* Work required
In the records that follow, locate every line with "DeclContext" and extract it.

[Saved data entries]

--- START ---

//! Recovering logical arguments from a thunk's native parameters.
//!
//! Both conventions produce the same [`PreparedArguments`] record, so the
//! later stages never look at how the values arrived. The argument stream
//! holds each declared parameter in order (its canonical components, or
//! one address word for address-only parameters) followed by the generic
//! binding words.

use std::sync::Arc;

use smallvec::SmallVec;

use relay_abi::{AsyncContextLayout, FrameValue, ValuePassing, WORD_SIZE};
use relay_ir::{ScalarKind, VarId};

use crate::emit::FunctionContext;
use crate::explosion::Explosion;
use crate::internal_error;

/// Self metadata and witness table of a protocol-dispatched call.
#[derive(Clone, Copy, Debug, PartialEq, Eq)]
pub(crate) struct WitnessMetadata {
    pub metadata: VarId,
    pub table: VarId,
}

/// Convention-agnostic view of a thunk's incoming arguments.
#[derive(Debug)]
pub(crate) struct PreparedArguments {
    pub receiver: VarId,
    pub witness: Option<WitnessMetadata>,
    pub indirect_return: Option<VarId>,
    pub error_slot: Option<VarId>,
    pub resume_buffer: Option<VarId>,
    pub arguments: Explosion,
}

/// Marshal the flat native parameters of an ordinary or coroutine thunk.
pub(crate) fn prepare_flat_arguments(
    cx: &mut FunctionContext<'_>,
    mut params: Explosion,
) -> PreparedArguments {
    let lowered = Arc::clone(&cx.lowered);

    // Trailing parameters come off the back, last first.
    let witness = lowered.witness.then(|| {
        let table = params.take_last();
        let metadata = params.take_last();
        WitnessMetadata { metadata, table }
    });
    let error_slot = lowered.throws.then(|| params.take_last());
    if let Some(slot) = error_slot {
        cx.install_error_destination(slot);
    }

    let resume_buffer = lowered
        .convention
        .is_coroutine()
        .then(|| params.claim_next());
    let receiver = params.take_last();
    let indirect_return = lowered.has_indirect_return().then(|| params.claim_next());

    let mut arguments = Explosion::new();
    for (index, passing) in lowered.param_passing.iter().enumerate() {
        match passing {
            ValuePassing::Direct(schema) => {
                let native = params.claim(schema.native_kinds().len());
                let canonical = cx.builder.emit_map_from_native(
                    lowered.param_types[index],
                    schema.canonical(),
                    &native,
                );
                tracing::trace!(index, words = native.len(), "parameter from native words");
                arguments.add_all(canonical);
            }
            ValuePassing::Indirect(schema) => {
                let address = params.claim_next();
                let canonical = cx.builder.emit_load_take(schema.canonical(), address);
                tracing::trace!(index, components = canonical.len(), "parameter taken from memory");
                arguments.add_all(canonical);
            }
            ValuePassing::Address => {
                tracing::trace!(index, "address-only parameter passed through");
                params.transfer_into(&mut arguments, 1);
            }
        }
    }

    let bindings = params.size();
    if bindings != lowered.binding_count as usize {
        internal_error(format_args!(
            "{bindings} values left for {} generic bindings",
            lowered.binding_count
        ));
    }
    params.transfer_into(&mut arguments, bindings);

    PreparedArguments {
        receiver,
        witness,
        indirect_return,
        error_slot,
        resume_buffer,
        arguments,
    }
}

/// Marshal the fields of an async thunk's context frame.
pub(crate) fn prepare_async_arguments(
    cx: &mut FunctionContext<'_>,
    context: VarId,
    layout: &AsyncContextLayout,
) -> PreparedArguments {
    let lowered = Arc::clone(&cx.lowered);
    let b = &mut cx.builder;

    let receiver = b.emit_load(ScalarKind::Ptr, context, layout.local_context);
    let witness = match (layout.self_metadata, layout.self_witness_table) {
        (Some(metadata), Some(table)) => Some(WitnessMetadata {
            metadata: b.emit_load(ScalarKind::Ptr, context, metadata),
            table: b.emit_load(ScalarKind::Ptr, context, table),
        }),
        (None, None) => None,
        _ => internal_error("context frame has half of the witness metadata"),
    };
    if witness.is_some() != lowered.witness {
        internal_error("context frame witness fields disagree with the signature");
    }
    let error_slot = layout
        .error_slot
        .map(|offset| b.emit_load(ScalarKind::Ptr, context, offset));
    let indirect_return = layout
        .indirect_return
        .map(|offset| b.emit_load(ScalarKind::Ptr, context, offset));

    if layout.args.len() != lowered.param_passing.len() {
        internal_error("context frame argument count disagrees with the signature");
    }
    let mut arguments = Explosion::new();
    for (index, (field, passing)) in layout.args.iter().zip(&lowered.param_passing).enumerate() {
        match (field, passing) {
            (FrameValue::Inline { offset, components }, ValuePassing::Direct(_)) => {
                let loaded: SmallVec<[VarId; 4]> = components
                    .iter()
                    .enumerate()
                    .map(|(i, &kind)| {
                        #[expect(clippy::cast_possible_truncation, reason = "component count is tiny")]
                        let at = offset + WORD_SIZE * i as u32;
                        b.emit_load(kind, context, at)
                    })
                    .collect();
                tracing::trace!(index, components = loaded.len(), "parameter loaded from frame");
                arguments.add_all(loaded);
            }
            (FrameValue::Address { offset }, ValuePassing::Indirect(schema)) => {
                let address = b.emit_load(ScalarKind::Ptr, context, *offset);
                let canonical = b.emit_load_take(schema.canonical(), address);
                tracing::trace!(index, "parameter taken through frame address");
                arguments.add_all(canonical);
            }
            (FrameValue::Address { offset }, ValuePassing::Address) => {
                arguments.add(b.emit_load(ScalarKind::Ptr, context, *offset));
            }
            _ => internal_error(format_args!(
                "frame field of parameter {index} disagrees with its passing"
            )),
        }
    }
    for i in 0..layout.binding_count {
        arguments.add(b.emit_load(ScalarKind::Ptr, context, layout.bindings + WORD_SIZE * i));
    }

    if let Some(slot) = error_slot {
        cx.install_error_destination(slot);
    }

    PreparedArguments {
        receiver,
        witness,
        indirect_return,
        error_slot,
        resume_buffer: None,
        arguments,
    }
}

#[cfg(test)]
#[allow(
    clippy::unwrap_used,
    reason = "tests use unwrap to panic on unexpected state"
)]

--- END ---
--- START ---

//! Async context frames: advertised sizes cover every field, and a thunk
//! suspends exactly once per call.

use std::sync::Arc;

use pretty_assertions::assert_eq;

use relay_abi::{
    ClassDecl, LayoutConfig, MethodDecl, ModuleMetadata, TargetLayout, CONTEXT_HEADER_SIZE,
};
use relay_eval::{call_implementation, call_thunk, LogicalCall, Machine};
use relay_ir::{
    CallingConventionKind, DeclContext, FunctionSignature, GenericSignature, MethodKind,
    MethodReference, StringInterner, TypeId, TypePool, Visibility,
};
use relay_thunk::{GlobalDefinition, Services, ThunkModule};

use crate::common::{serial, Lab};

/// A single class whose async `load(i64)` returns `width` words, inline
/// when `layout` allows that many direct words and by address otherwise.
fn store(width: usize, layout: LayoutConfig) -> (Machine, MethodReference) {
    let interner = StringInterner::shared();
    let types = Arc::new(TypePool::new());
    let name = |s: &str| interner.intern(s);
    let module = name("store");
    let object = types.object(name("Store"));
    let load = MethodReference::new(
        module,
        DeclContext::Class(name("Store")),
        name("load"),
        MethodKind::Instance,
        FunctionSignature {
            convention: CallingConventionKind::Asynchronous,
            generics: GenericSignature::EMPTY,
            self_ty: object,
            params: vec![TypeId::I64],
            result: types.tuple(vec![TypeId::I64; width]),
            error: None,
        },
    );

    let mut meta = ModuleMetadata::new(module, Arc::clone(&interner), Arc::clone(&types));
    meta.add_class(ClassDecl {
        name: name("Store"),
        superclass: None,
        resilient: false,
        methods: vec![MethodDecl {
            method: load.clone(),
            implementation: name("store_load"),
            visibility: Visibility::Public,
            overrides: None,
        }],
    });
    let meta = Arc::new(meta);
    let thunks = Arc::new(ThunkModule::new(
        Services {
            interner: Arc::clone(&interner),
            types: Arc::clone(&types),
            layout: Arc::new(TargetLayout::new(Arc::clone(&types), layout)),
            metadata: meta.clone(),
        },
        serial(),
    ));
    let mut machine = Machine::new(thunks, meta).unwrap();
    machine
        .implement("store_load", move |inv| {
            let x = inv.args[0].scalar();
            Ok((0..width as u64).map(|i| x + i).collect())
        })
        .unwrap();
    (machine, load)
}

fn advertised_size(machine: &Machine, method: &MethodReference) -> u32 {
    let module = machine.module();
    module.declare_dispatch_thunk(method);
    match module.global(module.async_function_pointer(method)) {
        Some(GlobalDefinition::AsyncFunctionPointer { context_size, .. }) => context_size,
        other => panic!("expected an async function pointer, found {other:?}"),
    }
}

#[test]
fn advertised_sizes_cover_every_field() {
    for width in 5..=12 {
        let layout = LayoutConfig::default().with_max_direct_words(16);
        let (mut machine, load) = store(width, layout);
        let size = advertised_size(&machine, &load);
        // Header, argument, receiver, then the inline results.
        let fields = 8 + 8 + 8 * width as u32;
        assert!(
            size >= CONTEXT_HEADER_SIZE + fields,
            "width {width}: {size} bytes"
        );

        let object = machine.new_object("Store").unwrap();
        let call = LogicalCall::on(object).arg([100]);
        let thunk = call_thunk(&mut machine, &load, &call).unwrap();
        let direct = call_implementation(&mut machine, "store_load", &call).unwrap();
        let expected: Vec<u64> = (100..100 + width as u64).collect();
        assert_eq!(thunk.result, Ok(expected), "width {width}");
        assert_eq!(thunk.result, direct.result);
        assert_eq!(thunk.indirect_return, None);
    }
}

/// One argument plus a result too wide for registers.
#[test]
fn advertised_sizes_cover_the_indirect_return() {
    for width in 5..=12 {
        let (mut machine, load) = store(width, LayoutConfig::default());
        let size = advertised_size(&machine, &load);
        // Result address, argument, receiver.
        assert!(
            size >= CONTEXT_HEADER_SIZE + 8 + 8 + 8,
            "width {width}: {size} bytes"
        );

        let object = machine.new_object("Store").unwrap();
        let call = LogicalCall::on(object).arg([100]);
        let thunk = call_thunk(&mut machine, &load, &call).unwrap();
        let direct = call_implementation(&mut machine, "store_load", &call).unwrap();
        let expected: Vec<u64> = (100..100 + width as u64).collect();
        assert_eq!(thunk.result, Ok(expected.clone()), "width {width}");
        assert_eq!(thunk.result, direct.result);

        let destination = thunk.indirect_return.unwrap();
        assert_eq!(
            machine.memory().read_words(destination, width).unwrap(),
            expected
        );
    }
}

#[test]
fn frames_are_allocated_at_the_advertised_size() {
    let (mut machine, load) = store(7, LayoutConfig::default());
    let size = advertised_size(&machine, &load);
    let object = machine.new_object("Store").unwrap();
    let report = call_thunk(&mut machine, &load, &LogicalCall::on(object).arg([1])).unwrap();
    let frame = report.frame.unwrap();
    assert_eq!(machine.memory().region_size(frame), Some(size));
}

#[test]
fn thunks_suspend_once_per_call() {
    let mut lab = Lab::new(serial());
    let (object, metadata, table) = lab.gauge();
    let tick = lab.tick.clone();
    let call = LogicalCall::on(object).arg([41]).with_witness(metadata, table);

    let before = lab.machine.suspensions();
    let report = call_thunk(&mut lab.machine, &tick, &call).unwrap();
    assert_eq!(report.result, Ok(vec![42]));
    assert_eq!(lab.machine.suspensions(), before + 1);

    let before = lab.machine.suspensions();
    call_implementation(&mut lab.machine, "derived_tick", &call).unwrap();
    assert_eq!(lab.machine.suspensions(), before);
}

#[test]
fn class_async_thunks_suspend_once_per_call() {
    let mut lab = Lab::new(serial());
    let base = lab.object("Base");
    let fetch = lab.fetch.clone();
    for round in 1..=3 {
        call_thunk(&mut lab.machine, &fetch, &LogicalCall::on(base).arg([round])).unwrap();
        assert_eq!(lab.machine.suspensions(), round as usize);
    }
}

--- END ---
--- START ---

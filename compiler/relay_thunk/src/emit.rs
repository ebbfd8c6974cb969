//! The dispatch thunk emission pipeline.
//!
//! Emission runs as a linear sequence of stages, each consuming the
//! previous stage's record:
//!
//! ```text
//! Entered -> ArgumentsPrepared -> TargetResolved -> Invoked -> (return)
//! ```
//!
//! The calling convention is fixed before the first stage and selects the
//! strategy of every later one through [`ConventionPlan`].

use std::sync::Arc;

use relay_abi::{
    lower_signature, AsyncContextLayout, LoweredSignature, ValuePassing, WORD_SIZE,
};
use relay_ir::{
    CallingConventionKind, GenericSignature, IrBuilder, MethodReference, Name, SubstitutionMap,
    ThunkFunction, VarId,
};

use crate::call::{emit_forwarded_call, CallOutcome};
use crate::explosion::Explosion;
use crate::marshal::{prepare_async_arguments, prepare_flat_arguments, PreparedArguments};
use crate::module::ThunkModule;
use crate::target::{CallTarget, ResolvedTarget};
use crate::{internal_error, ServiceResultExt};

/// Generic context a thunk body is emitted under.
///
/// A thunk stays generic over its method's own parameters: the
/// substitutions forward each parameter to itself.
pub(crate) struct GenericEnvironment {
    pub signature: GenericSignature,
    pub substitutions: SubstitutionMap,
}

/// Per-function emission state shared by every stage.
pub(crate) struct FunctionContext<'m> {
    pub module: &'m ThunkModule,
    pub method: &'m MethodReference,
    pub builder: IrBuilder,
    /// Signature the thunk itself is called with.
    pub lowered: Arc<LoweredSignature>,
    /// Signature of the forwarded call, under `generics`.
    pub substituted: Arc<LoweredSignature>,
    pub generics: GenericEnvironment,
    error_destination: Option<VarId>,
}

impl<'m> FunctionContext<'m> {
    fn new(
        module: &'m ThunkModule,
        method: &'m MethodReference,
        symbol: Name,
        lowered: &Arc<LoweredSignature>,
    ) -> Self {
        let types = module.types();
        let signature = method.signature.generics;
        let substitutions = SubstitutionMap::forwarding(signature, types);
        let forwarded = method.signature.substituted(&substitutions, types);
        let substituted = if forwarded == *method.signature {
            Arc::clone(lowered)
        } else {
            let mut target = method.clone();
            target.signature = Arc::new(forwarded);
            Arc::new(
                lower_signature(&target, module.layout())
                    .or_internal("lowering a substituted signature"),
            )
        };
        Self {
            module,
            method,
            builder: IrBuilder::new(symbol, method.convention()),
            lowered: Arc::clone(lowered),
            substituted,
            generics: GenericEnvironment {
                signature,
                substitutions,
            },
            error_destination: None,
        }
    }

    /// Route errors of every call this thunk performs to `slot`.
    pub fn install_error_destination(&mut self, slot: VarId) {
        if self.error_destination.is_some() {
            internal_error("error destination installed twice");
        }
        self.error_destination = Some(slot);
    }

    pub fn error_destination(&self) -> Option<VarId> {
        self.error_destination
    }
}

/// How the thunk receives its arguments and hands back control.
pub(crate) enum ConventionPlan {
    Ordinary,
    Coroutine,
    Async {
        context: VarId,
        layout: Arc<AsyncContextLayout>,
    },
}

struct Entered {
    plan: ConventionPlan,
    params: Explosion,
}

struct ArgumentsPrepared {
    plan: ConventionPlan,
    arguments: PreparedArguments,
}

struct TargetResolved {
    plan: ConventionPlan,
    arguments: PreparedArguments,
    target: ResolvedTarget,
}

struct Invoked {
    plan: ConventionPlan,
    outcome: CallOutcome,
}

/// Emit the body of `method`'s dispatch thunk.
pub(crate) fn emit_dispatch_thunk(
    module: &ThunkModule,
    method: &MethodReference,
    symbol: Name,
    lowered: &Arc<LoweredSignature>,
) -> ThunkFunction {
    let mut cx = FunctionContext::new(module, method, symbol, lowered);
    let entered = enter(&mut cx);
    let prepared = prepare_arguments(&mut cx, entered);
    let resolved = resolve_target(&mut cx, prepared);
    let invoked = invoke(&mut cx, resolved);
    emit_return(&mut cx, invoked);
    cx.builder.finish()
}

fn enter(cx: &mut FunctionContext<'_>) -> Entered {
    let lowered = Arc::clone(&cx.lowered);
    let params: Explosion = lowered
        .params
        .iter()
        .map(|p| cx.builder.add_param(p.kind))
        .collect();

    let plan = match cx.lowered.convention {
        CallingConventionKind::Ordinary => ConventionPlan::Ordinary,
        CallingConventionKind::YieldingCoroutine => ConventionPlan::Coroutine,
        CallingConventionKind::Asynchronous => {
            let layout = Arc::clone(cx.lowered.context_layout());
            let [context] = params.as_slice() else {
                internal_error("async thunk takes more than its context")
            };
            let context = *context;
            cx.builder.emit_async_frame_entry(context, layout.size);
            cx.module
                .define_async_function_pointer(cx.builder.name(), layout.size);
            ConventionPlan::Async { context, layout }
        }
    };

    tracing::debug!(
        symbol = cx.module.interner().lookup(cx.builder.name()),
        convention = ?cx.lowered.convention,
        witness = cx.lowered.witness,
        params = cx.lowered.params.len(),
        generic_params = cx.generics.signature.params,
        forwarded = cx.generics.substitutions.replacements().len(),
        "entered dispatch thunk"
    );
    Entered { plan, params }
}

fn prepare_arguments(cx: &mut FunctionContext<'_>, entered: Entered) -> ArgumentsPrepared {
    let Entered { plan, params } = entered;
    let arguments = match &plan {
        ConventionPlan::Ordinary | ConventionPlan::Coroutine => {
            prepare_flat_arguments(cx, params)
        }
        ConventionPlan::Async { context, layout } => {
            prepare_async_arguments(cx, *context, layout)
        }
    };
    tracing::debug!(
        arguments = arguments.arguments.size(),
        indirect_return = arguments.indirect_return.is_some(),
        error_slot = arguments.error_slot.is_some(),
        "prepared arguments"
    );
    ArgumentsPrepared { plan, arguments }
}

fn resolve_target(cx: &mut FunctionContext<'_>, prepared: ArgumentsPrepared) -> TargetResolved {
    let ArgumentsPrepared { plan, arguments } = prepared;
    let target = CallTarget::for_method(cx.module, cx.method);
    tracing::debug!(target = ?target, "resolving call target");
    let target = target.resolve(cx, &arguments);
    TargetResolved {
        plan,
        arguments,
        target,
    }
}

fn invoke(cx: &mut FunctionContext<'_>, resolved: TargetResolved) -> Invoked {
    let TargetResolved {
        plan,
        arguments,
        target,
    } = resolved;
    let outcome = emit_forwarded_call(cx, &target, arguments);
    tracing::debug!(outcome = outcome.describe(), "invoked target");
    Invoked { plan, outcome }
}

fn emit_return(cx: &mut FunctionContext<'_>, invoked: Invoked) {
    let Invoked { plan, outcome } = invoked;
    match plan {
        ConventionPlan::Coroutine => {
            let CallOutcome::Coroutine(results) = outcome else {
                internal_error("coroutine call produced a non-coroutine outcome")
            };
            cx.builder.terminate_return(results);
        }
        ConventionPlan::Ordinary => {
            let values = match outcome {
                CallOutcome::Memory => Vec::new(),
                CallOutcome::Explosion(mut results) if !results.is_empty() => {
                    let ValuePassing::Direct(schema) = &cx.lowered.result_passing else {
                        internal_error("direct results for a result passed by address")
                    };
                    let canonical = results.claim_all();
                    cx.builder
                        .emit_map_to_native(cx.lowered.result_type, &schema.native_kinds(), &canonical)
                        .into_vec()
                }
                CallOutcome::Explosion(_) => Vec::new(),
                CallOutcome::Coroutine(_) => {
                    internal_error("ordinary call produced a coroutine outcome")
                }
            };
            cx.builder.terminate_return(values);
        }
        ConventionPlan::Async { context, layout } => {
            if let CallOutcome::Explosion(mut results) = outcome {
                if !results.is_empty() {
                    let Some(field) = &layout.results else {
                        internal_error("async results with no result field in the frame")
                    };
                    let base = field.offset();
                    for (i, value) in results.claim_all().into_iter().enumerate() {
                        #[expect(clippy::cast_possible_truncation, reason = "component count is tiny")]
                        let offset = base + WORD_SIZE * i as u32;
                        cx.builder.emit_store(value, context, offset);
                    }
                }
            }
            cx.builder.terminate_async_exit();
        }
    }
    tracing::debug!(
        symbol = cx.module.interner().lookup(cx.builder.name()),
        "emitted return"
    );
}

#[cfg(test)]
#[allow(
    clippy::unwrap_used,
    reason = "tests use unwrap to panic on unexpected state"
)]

--- END ---

* Response for this exercise
    CallingConventionKind, DeclContext, FunctionSignature, GenericSignature, MethodKind,
        DeclContext::Class(name("Store")),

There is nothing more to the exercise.